After another long dry spell, NBA basketball is back and what a way to tip the new season off with two marquee games opening the new campaign.
Golden State Warriors game against Oklahoma City Thunder lacked the usual drama that surrounds the matchup since Kevin Durant’s move from Thunder to Golden State.
Durant’s old running mate, the center of attention and close buddy Russell Westbrook missed the game while recovering from surgery to a knee injury, sucked the drama out of the game due to the deep fracture in the pair’s relationship. And there is also the matter of Warriors players getting their Championship rings that dropped from the sky at Oracle Arena.
On the other side of the US, the opening game of the new season was played out between Boston Celtics and Philadelphia Sixers prior to Warriors appearance. Looking at player movement in the offseason majorly LeBron James departure from the conference to Los Angeles Lakers, Boston-Sixers fixture features two thirds of contenders in the conference.
The other third is Toronto Raptors who boosted its chances of making the NBA Finals despite losing multiple All Star DeMar DeRozan. That is down to Manager Masai Ujiri’s brave move to flip DeRozan and Jakob Poeltl for Kawhi Leonard and Danny Green who have a championship winning pedigree to their name.
The latter pair has shown up in dicey games in the postseason in prior years and solves the team’s biggest need DeRozan couldn’t provide.
LeBron’s exit leaves a gaping hole in the conference and further weakens the league’s all ready weak conference turning more eyes to the Western Conference. Boston run away with a comfortable 105-87 win over Philadelphia in a game the Sixers struggled with its shot. The team’s best options had poor shooting displays with Robert Covington converting two of seven attempts from three point range as Dario Saric missed all four attempts. JJ Redick missed six of eight attempts from the same distance en route to a 16 point production in the game.
Quizzed after the game about a growing rivalry between the teams, Sixers Center Joel Embiid disagreed completely with the thought. Talk of a rivalry stems from a heated semifinal playoffs series last season Boston won before falling to Cleveland Cavaliers in Game 7 of the conference finals. But should there be a rivalry? Yes.
For starters, the ingredients are there to make a rivalry very plausible especially when there is history of rivalry between the two.
Wilt Chamberlain and Bill Russell headlined Sixers and Boston’s great run in the NBA’s early years forging the foundation of what led to Larry Bird and Julius “Dr. J” Irving’s run while headlining the franchises in the mid 1980’s. Chamberlain was a scoring machine who opened the league up with his size and dominant numbers while Russell stopped everyone and everything on defense while doing so as a consummate teammate.
After a fallow period of playoff-less runs and extensive rebuilds, both teams are on a path to great levels the Warriors and Houston Rockets are on and Cleveland Cavaliers, San Antonio Spurs and Miami Heat were on around the same time which has a grand potential for both teams to peak around the same time. As great as Michael Jordan’s Chicago Bulls rivalry with Isiah Thomas’ Detroit Pistons, it didn’t last beyond four seasons due to the gap in timelines.
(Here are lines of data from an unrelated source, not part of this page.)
//! Contract for the pluggable variant selection algorithm (e.g., a multi-armed bandit).
//!
//! The crate never looks inside an algorithm. It asks for a [handle](AlgorithmHandle) to the
//! current model, asks that handle for a variant index, and feeds rewards back.
use std::{any::Any, fmt, sync::Arc};

use async_trait::async_trait;

use crate::Result;

/// Opaque handle to an algorithm's model state.
///
/// Algorithms put whatever they need in here (model parameters, a database row, ...) and get it
/// back with [`AlgorithmHandle::downcast_ref`].
#[derive(Clone)]
pub struct AlgorithmHandle(Arc<dyn Any + Send + Sync>);

impl AlgorithmHandle {
    pub fn new<T: Any + Send + Sync>(state: T) -> AlgorithmHandle {
        AlgorithmHandle(Arc::new(state))
    }

    pub fn downcast_ref<T: Any>(&self) -> Option<&T> {
        self.0.downcast_ref::<T>()
    }
}

impl fmt::Debug for AlgorithmHandle {
    fn fmt(&self, f: &mut fmt::Formatter<'_>) -> fmt::Result {
        f.write_str("AlgorithmHandle(..)")
    }
}

/// Selection algorithm operations needed by the experiment state machine.
///
/// Failures are reported with [`Error::collaborator`](crate::Error::collaborator) and propagated
/// unchanged; retries are up to the implementation.
#[async_trait]
pub trait SelectionAlgorithm: Send + Sync {
    /// Load the current model.
    async fn get_handle(&self) -> Result<AlgorithmHandle>;

    /// Choose a variant index for a new assignment.
    async fn select_index(&self, handle: &AlgorithmHandle) -> Result<usize>;

    /// Feed back the `score` a user achieved with variant `index`. Returns the updated model.
    async fn report(
        &self,
        handle: AlgorithmHandle,
        index: usize,
        score: f64,
    ) -> Result<AlgorithmHandle>;

    /// Persist a model.
    async fn upsert(&self, handle: &AlgorithmHandle) -> Result<()>;

    /// Drop the persisted model.
    async fn delete(&self) -> Result<()>;
}

/// An algorithm that always selects the same variant and ignores rewards.
///
/// [`FixedAlgorithm::control`] is the default algorithm of
/// [`ExperimentConfig`](crate::ExperimentConfig): everybody gets the control variant until a
/// real algorithm is configured.
#[derive(Debug, Clone, Copy, PartialEq, Eq)]
pub struct FixedAlgorithm {
    index: usize,
}

impl FixedAlgorithm {
    pub fn new(index: usize) -> FixedAlgorithm {
        FixedAlgorithm { index }
    }

    /// Always selects the first (control) variant.
    pub fn control() -> FixedAlgorithm {
        FixedAlgorithm::new(0)
    }
}

impl Default for FixedAlgorithm {
    fn default() -> FixedAlgorithm {
        FixedAlgorithm::control()
    }
}

#[async_trait]
impl SelectionAlgorithm for FixedAlgorithm {
    async fn get_handle(&self) -> Result<AlgorithmHandle> {
        Ok(AlgorithmHandle::new(*self))
    }

    async fn select_index(&self, _handle: &AlgorithmHandle) -> Result<usize> {
        Ok(self.index)
    }

    async fn report(
        &self,
        handle: AlgorithmHandle,
        _index: usize,
        _score: f64,
    ) -> Result<AlgorithmHandle> {
        Ok(handle)
    }

    async fn upsert(&self, _handle: &AlgorithmHandle) -> Result<()> {
        Ok(())
    }

    async fn delete(&self) -> Result<()> {
        Ok(())
    }
}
Despite having Hall of Fame players beside them, Chamberlain, Dr. J, Bird and Russell were the main acts in the duo’s battle for supremacy. However, in the modern NBA world where star players join forces rather than stand to take the league down on their own, both teams have multiple star attractions for a long sustained rivalry. Kyrie Irving and Gordon Hayward joined Al Horford in Boston who has been supplanted by draft pick Jayson Tatum.
Philadelphia joined forces through the draft pairing Embiid, Ben Simmons and Markelle Fultz. Irving, Tatum, Embiid and Simmons form a strong core of the league’s next generation of premier talent in the post LeBron era. And what better way to sell the conference than have the stars play in rival games on the biggest stages?
Beyond the historic games and star names, Boston and Philadelphia engaged in a not so common deal in 2017 when that year’s Draft rolled out. Wielding the first pick, Boston moved down to third for future picks and the chance to draft Tatum with Philadelphia moving to number one to pick Fultz. The infamous move has placed the two sophomores under the radar meaning their activities will forever be intertwined keeping the rivalry alive long before they play out on the court. Celtics-Sixers rivalry has everything to thrive and needs to happen soon.